____ Exercise inputs

mod args;
mod commands;
mod context;
mod handlers;
mod output;

pub use args::{Cli, Commands, GalleryCommand, OutputFormat, StoreCommand, SuggestCommand};
pub use commands::run;
use std::fs;
use std::path::{Path, PathBuf};
use walkdir::WalkDir;

use crate::{Error, Result};

/// Candidate log files under a VRChat log directory, sorted by file name.
///
/// VRChat keeps a handful of rotated `output_log_*.txt` files and rewrites
/// them across game launches. Callers re-read matches in full on every sync;
/// the log store's content dedup makes that cheap and safe.
pub fn discover_log_files(dir: &Path) -> Result<Vec<PathBuf>> {
    if !dir.is_dir() {
        return Err(Error::DirectoryMissing(dir.to_path_buf()));
    }

    let mut files: Vec<PathBuf> = WalkDir::new(dir)
        .max_depth(1)
        .into_iter()
        .filter_map(|e| e.ok())
        .filter(|e| e.file_type().is_file())
        .map(|e| e.into_path())
        .filter(|p| {
            p.file_name()
                .and_then(|n| n.to_str())
                .is_some_and(is_log_file_name)
        })
        .collect();

    files.sort();
    Ok(files)
}

/// Read a log file in full, tolerating invalid UTF-8.
///
/// The game writes these files while we read them; a torn multi-byte
/// sequence at the tail must not fail the whole read. Lossy conversion
/// mangles at most the trailing partial line, which the parser then skips.
pub fn read_log_file(path: &Path) -> Result<String> {
    let bytes = fs::read(path)?;
    Ok(String::from_utf8_lossy(&bytes).into_owned())
}

fn is_log_file_name(name: &str) -> bool {
    name.starts_with("output_log_") && name.ends_with(".txt")
}
use anyhow::Result;
use std::fs;
use std::path::{Path, PathBuf};
use tempfile::TempDir;

/// Isolated on-disk workspace for one test: a data directory (ledger +
/// index), a VRChat-style log directory and a screenshot directory.
pub struct TestWorkspace {
    _temp: TempDir,
    pub data_dir: PathBuf,
    pub log_dir: PathBuf,
    pub photo_dir: PathBuf,
}

impl TestWorkspace {
    pub fn new() -> Result<Self> {
        let temp = TempDir::new()?;
        let data_dir = temp.path().join("data");
        let log_dir = temp.path().join("logs");
        let photo_dir = temp.path().join("photos");
        fs::create_dir_all(&data_dir)?;
        fs::create_dir_all(&log_dir)?;
        fs::create_dir_all(&photo_dir)?;

        Ok(Self {
            _temp: temp,
            data_dir,
            log_dir,
            photo_dir,
        })
    }

    /// Ledger directory inside the data dir
    pub fn store_dir(&self) -> PathBuf {
        self.data_dir.join("logstore")
    }

    /// Index database path inside the data dir
    pub fn db_path(&self) -> PathBuf {
        self.data_dir.join("index.sqlite3")
    }

    /// Write (or overwrite) a log file under the log directory.
    /// `name` should match the game's `output_log_*.txt` pattern.
    pub fn write_log_file(&self, name: &str, lines: &[String]) -> Result<PathBuf> {
        let path = self.log_dir.join(name);
        fs::write(&path, lines.join("\n") + "\n")?;
        Ok(path)
    }

    /// Place an empty screenshot file; indexing reads names only, so no
    /// pixel data is needed.
    pub fn add_photo(&self, file_name: &str) -> Result<PathBuf> {
        let dir = self.photo_dir.clone();
        self.add_photo_in(&dir, file_name)
    }

    pub fn add_photo_in(&self, dir: &Path, file_name: &str) -> Result<PathBuf> {
        fs::create_dir_all(dir)?;
        let path = dir.join(file_name);
        fs::write(&path, [])?;
        Ok(path)
    }
}
impl LogStore {
    pub fn open(root: impl Into<PathBuf>) -> Result<Self> {
        let root = root.into();
        fs::create_dir_all(&root)?;
        Ok(Self {
            root,
            seen: HashMap::new(),
        })
    }

    pub fn root(&self) -> &Path {
        &self.root
    }

    /// Append raw lines, admitting each distinct line at most once.
    ///
    /// Safe to call repeatedly with overlapping input; re-appending an
    /// already-stored line is a counted no-op. Returns the lines that were
    /// actually written so callers can derive state from exactly the new
    /// material.
    pub fn append_lines<'a, I>(&mut self, lines: I) -> Result<AppendOutcome>
    where
        I: IntoIterator<Item = &'a str>,
    {
        let mut outcome = AppendOutcome::default();
        let mut pending: BTreeMap<MonthKey, Vec<String>> = BTreeMap::new();
        let mut pending_digests: HashMap<MonthKey, HashSet<u64>> = HashMap::new();

        for line in lines {
            let line = line.trim_end_matches(['\r', '\n']);
            if line.is_empty() {
                continue;
            }
            let Some(ts) = line_timestamp(line) else {
                outcome.unpartitioned += 1;
                continue;
            };
            let month = MonthKey::from_timestamp(ts);
            self.ensure_loaded(month)?;

            let digest = line_digest(line);
            let stored = self.seen.get(&month).is_some_and(|s| s.contains(&digest));
            let batched = pending_digests
                .get(&month)
                .is_some_and(|s| s.contains(&digest));
            if stored || batched {
                outcome.duplicates += 1;
                continue;
            }

            pending.entry(month).or_default().push(line.to_string());
            pending_digests.entry(month).or_default().insert(digest);
            outcome.appended.push(line.to_string());
        }

        // Partitions are written independently so one failing month never
        // corrupts another. A failed partition drops its cached digest set;
        // the next touch rebuilds it from whatever actually reached disk.
        for (month, month_lines) in pending {
            match self.write_partition(month, &month_lines) {
                Ok(()) => {
                    let digests = pending_digests.remove(&month).unwrap_or_default();
                    self.seen.entry(month).or_default().extend(digests);
                }
                Err(err) => {
                    self.seen.remove(&month);
                    return Err(err);
                }
            }
        }

        Ok(outcome)
    }

    /// Lazy, time-ordered read of stored lines.
    ///
    /// Each call re-opens from storage, so the cursor is restartable and a
    /// caller may stop early at no cost. One partition is materialized and
    /// sorted at a time; memory is bounded by the largest month.
    pub fn read_lines_in_range(
        &self,
        start: Option<NaiveDateTime>,
        end: Option<NaiveDateTime>,
    ) -> Result<LineCursor> {
        let parts: VecDeque<PartitionFile> = self
            .partitions()?
            .into_iter()
            .filter(|p| {
                let after_start = start.is_none_or(|s| p.month >= MonthKey::from_timestamp(s));
                let before_end = end.is_none_or(|e| p.month <= MonthKey::from_timestamp(e));
                after_start && before_end
            })
            .collect();

        Ok(LineCursor {
            partitions: parts,
            current: Vec::new().into_iter(),
            start,
            end,
        })
    }

    /// Merge lines from externally exported store files or directories of
    /// them, applying the same dedup rule as a normal append.
    pub fn import_external_store(&mut self, paths: &[PathBuf]) -> Result<ImportOutcome> {
        let mut outcome = ImportOutcome::default();

        for path in paths {
            let files = if path.is_dir() {
                let mut found: Vec<PathBuf> = fs::read_dir(path)?
                    .filter_map(|e| e.ok())
                    .map(|e| e.path())
                    .filter(|p| {
                        p.file_name()
                            .and_then(|n| n.to_str())
                            .and_then(MonthKey::parse_file_name)
                            .is_some()
                    })
                    .collect();
                found.sort();
                if found.is_empty() {
                    return Err(Error::Import(format!(
                        "No store partitions found in directory: {}",
                        path.display()
                    )));
                }
                found
            } else if path.is_file() {
                vec![path.clone()]
            } else {
                return Err(Error::Import(format!(
                    "Import source does not exist: {}",
                    path.display()
                )));
            };

            for file in files {
                let content = fs::read_to_string(&file)?;
                let batch = self.append_lines(content.lines())?;
                outcome.files_read += 1;
                outcome.appended += batch.appended_count();
                outcome.duplicates += batch.duplicates;
            }
        }

        Ok(outcome)
    }

    /// Copy all partition files, byte for byte, into `dest`.
    pub fn export_to(&self, dest: &Path) -> Result<usize> {
        fs::create_dir_all(dest)?;
        let mut copied = 0;
        for part in self.partitions()? {
            fs::copy(&part.path, dest.join(part.month.file_name()))?;
            copied += 1;
        }
        Ok(copied)
    }

    /// Partition files currently on disk, in chronological order
    pub fn partitions(&self) -> Result<Vec<PartitionFile>> {
        let mut parts = Vec::new();
        for entry in fs::read_dir(&self.root)? {
            let entry = entry?;
            let path = entry.path();
            let Some(name) = path.file_name().and_then(|n| n.to_str()) else {
                continue;
            };
            if let Some(month) = MonthKey::parse_file_name(name) {
                parts.push(PartitionFile { month, path });
            }
        }
        parts.sort_by_key(|p| p.month);
        Ok(parts)
    }

    fn ensure_loaded(&mut self, month: MonthKey) -> Result<()> {
        if self.seen.contains_key(&month) {
            return Ok(());
        }
        let mut set = HashSet::new();
        let path = self.root.join(month.file_name());
        if path.exists() {
            let content = fs::read_to_string(&path)?;
            for line in content.lines() {
                let line = line.trim_end_matches('\r');
                // A truncated trailing line fails timestamp validation and is
                // simply not admitted to the set; a re-append of the intact
                // line will store it properly.
                if line.is_empty() || line_timestamp(line).is_none() {
                    continue;
                }
                set.insert(line_digest(line));
            }
        }
        self.seen.insert(month, set);
        Ok(())
    }

    fn write_partition(&self, month: MonthKey, lines: &[String]) -> Result<()> {
        let path = self.root.join(month.file_name());
        let file = OpenOptions::new().create(true).append(true).open(&path)?;
        let mut writer = BufWriter::new(file);
        for line in lines {
            writeln!(writer, "{}", line)?;
        }
        writer.flush()?;
        Ok(())
    }
}

/// Iterator over stored lines; see [`LogStore::read_lines_in_range`]
pub struct LineCursor {
    partitions: VecDeque<PartitionFile>,
    current: std::vec::IntoIter<RawLogLine>,
    start: Option<NaiveDateTime>,
    end: Option<NaiveDateTime>,
}

impl LineCursor {
    fn load_next_partition(&mut self) -> Option<Result<()>> {
        let part = self.partitions.pop_front()?;
        let content = match fs::read_to_string(&part.path) {
            Ok(c) => c,
            Err(err) => return Some(Err(err.into())),
        };

        let mut lines = Vec::new();
        for (idx, line) in content.lines().enumerate() {
            let line = line.trim_end_matches('\r');
            if line.is_empty() {
                continue;
            }
            // Malformed or truncated lines are dropped, not fatal
            let Some(ts) = line_timestamp(line) else {
                continue;
            };
            if self.start.is_some_and(|s| ts < s) || self.end.is_some_and(|e| ts > e) {
                continue;
            }
            lines.push(RawLogLine {
                source: part.path.clone(),
                line_number: idx + 1,
                occurred_at: ts,
                content: line.to_string(),
            });
        }

        // Appends interleave lines from overlapping source files, so a
        // partition body is not inherently time-ordered; order it here.
        lines.sort_by_key(|l| (l.occurred_at, l.line_number));
        self.current = lines.into_iter();
        Some(Ok(()))
    }
}
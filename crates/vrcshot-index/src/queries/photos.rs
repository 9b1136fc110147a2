use chrono::NaiveDateTime;
use rusqlite::{Connection, OptionalExtension, Row, params};

use vrcshot_types::PhotoRecord;

use crate::Result;

use super::{ts_from_sql, ts_to_sql};

/// New or re-scanned photo, prior to upsert
#[derive(Debug, Clone)]
pub struct NewPhoto<'a> {
    pub photo_path: &'a str,
    pub taken_at: NaiveDateTime,
    pub width: u32,
    pub height: u32,
}

/// What an upsert actually did
#[derive(Debug, Clone, Copy, PartialEq, Eq)]
pub enum UpsertResult {
    Inserted,
    Updated,
    Unchanged,
}

/// Idempotent upsert keyed on `photo_path`.
///
/// Re-scanning an unchanged file is a no-op that leaves `updated_at` alone;
/// a path reappearing with different filename metadata updates the row in
/// place. Rows are never deleted here; see `delete_by_path` for the explicit
/// prune pass.
pub fn upsert(conn: &Connection, photo: &NewPhoto<'_>) -> Result<UpsertResult> {
    let existing: Option<i64> = conn
        .query_row(
            "SELECT id FROM photos WHERE photo_path = ?1",
            [photo.photo_path],
            |row| row.get(0),
        )
        .optional()?;

    let now = ts_to_sql(chrono::Local::now().naive_local());
    let changed = conn.execute(
        r#"
        INSERT INTO photos (photo_path, taken_at, width, height, created_at, updated_at)
        VALUES (?1, ?2, ?3, ?4, ?5, ?5)
        ON CONFLICT(photo_path) DO UPDATE SET
            taken_at = excluded.taken_at,
            width = excluded.width,
            height = excluded.height,
            updated_at = excluded.updated_at
        WHERE photos.taken_at != excluded.taken_at
           OR photos.width != excluded.width
           OR photos.height != excluded.height
        "#,
        params![
            photo.photo_path,
            ts_to_sql(photo.taken_at),
            photo.width,
            photo.height,
            now,
        ],
    )?;

    Ok(match (existing, changed) {
        (None, _) => UpsertResult::Inserted,
        (Some(_), 0) => UpsertResult::Unchanged,
        (Some(_), _) => UpsertResult::Updated,
    })
}

/// Photos with `taken_at` inside the (inclusive) window, ascending by
/// `(taken_at, id)`
pub fn list_in_range(
    conn: &Connection,
    start: Option<NaiveDateTime>,
    end: Option<NaiveDateTime>,
) -> Result<Vec<PhotoRecord>> {
    let mut where_clauses = vec!["1=1"];
    let mut params: Vec<Box<dyn rusqlite::ToSql>> = Vec::new();

    if let Some(start) = start {
        where_clauses.push("taken_at >= ?");
        params.push(Box::new(ts_to_sql(start)));
    }
    if let Some(end) = end {
        where_clauses.push("taken_at <= ?");
        params.push(Box::new(ts_to_sql(end)));
    }

    let query = format!(
        r#"
        SELECT id, photo_path, taken_at, width, height, created_at, updated_at
        FROM photos
        WHERE {}
        ORDER BY taken_at ASC, id ASC
        "#,
        where_clauses.join(" AND ")
    );

    let mut stmt = conn.prepare(&query)?;
    let param_refs: Vec<&dyn rusqlite::ToSql> = params.iter().map(|p| p.as_ref()).collect();
    let mut rows = stmt.query(param_refs.as_slice())?;

    let mut photos = Vec::new();
    while let Some(row) = rows.next()? {
        if let Ok(photo) = map_photo(row) {
            photos.push(photo);
        }
    }
    Ok(photos)
}

pub fn count_in_range(
    conn: &Connection,
    start: Option<NaiveDateTime>,
    end: Option<NaiveDateTime>,
) -> Result<u64> {
    let mut where_clauses = vec!["1=1"];
    let mut params: Vec<Box<dyn rusqlite::ToSql>> = Vec::new();

    if let Some(start) = start {
        where_clauses.push("taken_at >= ?");
        params.push(Box::new(ts_to_sql(start)));
    }
    if let Some(end) = end {
        where_clauses.push("taken_at <= ?");
        params.push(Box::new(ts_to_sql(end)));
    }

    let query = format!(
        "SELECT COUNT(*) FROM photos WHERE {}",
        where_clauses.join(" AND ")
    );
    let param_refs: Vec<&dyn rusqlite::ToSql> = params.iter().map(|p| p.as_ref()).collect();
    let count: i64 = conn.query_row(&query, param_refs.as_slice(), |row| row.get(0))?;
    Ok(count as u64)
}

/// All indexed paths, for the explicit prune pass
pub fn all_paths(conn: &Connection) -> Result<Vec<String>> {
    let mut stmt = conn.prepare("SELECT photo_path FROM photos ORDER BY photo_path")?;
    let paths = stmt
        .query_map([], |row| row.get(0))?
        .collect::<std::result::Result<Vec<String>, rusqlite::Error>>()?;
    Ok(paths)
}

pub fn delete_by_path(conn: &Connection, path: &str) -> Result<bool> {
    let changed = conn.execute("DELETE FROM photos WHERE photo_path = ?1", [path])?;
    Ok(changed > 0)
}

fn map_photo(row: &Row<'_>) -> rusqlite::Result<PhotoRecord> {
    Ok(PhotoRecord {
        id: row.get(0)?,
        photo_path: row.get(1)?,
        taken_at: ts_from_sql(2, row.get(2)?)?,
        width: row.get::<_, i64>(3)? as u32,
        height: row.get::<_, i64>(4)? as u32,
        created_at: ts_from_sql(5, row.get(5)?)?,
        updated_at: ts_from_sql(6, row.get(6)?)?,
    })
}
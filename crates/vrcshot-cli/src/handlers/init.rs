use anyhow::Result;

use vrcshot_runtime::Config;

use crate::context::ExecutionContext;

pub fn handle(ctx: &ExecutionContext, refresh: bool) -> Result<()> {
    let config_path = Config::path_in(&ctx.data_dir);

    if config_path.exists() && !refresh {
        println!("Configuration already exists: {}", config_path.display());
        println!("Use --refresh to re-detect directories.");
        return Ok(());
    }

    let detected = Config::detect_defaults();
    let mut config = ctx.config.clone();

    // Detection fills gaps; explicit settings survive a refresh
    if config.log_dir.is_none() {
        config.log_dir = detected.log_dir;
    }
    if config.photo_dir.is_none() {
        config.photo_dir = detected.photo_dir;
    }
    if config.scan_batch_size == 0 {
        config.scan_batch_size = detected.scan_batch_size;
    }

    config.save(&ctx.data_dir)?;

    println!("Wrote {}", config_path.display());
    match &config.log_dir {
        Some(dir) => println!("  log_dir   = {}", dir.display()),
        None => println!("  log_dir   = (not found; set it in config.toml)"),
    }
    match &config.photo_dir {
        Some(dir) => println!("  photo_dir = {}", dir.display()),
        None => println!("  photo_dir = (not found; set it in config.toml)"),
    }
    Ok(())
}
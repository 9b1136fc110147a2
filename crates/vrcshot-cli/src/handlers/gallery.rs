use anyhow::Result;

use vrcshot_runtime::{GroupPage, QueryService, TimeWindow};
use vrcshot_types::format_store_timestamp;

use crate::args::OutputFormat;
use crate::context::ExecutionContext;
use crate::output::{parse_window_bound, render_groups_plain, render_json};

fn window(since: Option<&str>, until: Option<&str>) -> Result<TimeWindow> {
    Ok(TimeWindow {
        start: since.map(|s| parse_window_bound(s, false)).transpose()?,
        end: until.map(|u| parse_window_bound(u, true)).transpose()?,
    })
}

pub fn list(
    ctx: &ExecutionContext,
    format: OutputFormat,
    since: Option<String>,
    until: Option<String>,
    limit: usize,
    offset: usize,
) -> Result<()> {
    let db = ctx.open_db()?;
    let query = QueryService::new(&db);

    let groups = query.list_photo_groups(
        window(since.as_deref(), until.as_deref())?,
        GroupPage {
            offset,
            limit: Some(limit),
        },
    )?;

    match format {
        OutputFormat::Plain => render_groups_plain(&groups),
        OutputFormat::Json => render_json(&groups)?,
    }
    Ok(())
}

pub fn count(
    ctx: &ExecutionContext,
    format: OutputFormat,
    since: Option<String>,
    until: Option<String>,
) -> Result<()> {
    let db = ctx.open_db()?;
    let query = QueryService::new(&db);
    let count = query.count_photos(window(since.as_deref(), until.as_deref())?)?;

    match format {
        OutputFormat::Plain => println!("{}", count),
        OutputFormat::Json => render_json(&serde_json::json!({ "photos": count }))?,
    }
    Ok(())
}

pub fn players(ctx: &ExecutionContext, format: OutputFormat, joined_at: &str) -> Result<()> {
    let joined_at = vrcshot_types::parse_store_timestamp(joined_at)?;
    let db = ctx.open_db()?;
    let query = QueryService::new(&db);
    let players = query.players_for_session(joined_at)?;

    match format {
        OutputFormat::Plain => {
            if players.is_empty() {
                println!("No players logged for this session.");
            }
            for player in &players {
                let left = player
                    .left_at
                    .map(|ts| format_store_timestamp(ts))
                    .unwrap_or_else(|| "-".to_string());
                println!(
                    "{}  joined {}  left {}",
                    player.player_name,
                    format_store_timestamp(player.joined_at),
                    left
                );
            }
        }
        OutputFormat::Json => render_json(&players)?,
    }
    Ok(())
}
use std::fmt;
use std::path::PathBuf;

/// Result type for vrcshot-sources operations
pub type Result<T> = std::result::Result<T, Error>;

/// Error types that can occur in the sources layer
#[derive(Debug)]
pub enum Error {
    /// IO operation failed
    Io(std::io::Error),

    /// A configured input directory does not exist or is not a directory.
    /// Surfaced as its own condition so callers can report "not configured /
    /// not found" instead of a generic IO failure.
    DirectoryMissing(PathBuf),

    /// Directory traversal error
    WalkDir(walkdir::Error),
}

impl fmt::Display for Error {
    fn fmt(&self, f: &mut fmt::Formatter<'_>) -> fmt::Result {
        match self {
            Error::Io(err) => write!(f, "IO error: {}", err),
            Error::DirectoryMissing(path) => {
                write!(f, "Directory not found: {}", path.display())
            }
            Error::WalkDir(err) => write!(f, "Directory traversal error: {}", err),
        }
    }
}

impl std::error::Error for Error {
    fn source(&self) -> Option<&(dyn std::error::Error + 'static)> {
        match self {
            Error::Io(err) => Some(err),
            Error::WalkDir(err) => Some(err),
            Error::DirectoryMissing(_) => None,
        }
    }
}

impl From<std::io::Error> for Error {
    fn from(err: std::io::Error) -> Self {
        Error::Io(err)
    }
}

impl From<walkdir::Error> for Error {
    fn from(err: walkdir::Error) -> Self {
        Error::WalkDir(err)
    }
}
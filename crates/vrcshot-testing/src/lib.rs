//! Testing infrastructure for vrcshot integration tests.
//!
//! This crate provides utilities for writing robust integration tests:
//! - `TestWorkspace`: isolated data/log/photo directories on a tempdir
//! - `fixtures`: VRChat log line and screenshot filename generation

pub mod fixtures;
pub mod workspace;

pub use workspace::TestWorkspace;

________

> [Activity] All lines of the records containing "while" should be shown.

> [Your solution]
/// The game writes these files while we read them; a torn multi-byte
    while let Some(row) = rows.next()? {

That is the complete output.